551)    Easy -- an Edison cylinder recording.
552)    Hmm ... despite first appearances, the first one is     *not* a gear, as the teeth are square.
    I'm not sure of the material of the wheel in the first one. It     sort of looks like asbestos.
    The second appears to be brass.
    So -- I will guess that they are for guiding something hot, and     the "teeth" in the first are to minimize heat transfer.
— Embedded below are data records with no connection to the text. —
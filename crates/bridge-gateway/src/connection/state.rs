//! Connection state

use serde::{Deserialize, Serialize};

/// Lifecycle of the single gateway transport
#[derive(Debug, Clone, Copy, PartialEq, Eq, Default, Serialize, Deserialize)]
pub enum ConnectionState {
    /// No transport; a connection attempt follows
    #[default]
    Disconnected,
    /// Resolving the endpoint or opening the transport
    Connecting,
    /// Transport open, frames flowing
    Open,
    /// Close frame seen, waiting for the transport to finish
    Closing,
}

impl ConnectionState {
    /// Check if frames can be sent
    #[must_use]
    pub const fn is_open(self) -> bool {
        matches!(self, Self::Open)
    }

    #[must_use]
    pub const fn name(self) -> &'static str {
        match self {
            Self::Disconnected => "Disconnected",
            Self::Connecting => "Connecting",
            Self::Open => "Open",
            Self::Closing => "Closing",
        }
    }
}

impl std::fmt::Display for ConnectionState {
    fn fmt(&self, f: &mut std::fmt::Formatter<'_>) -> std::fmt::Result {
        f.write_str(self.name())
    }
}
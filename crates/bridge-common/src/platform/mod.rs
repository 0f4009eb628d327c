//! Target platform REST API access
//!
//! Shared by gateway discovery and the outbound delivery queue.

mod client;
mod response;

pub use client::PlatformClient;
pub use response::{ApiResponse, PlatformError};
Hmm ...     perhaps for use with a glass-blowing lathe?
553)    At a guess -- a non-contact infrared temperature sensor, with     pins for plugging it in to recharge the batteries between use?
554)    Cooling fan on a small electric motor -- perhaps one found in     an inexpensive phonograph?
555)    For tumbling something -- either clothes, or more likely     something which needs polishing -- in sand or rocks.
    It looks large enough to be used for tumbling a chain mail     shirt in sand, to remove the rust.
556)    A double-ended prybar, with the prys oriented differently     on each end?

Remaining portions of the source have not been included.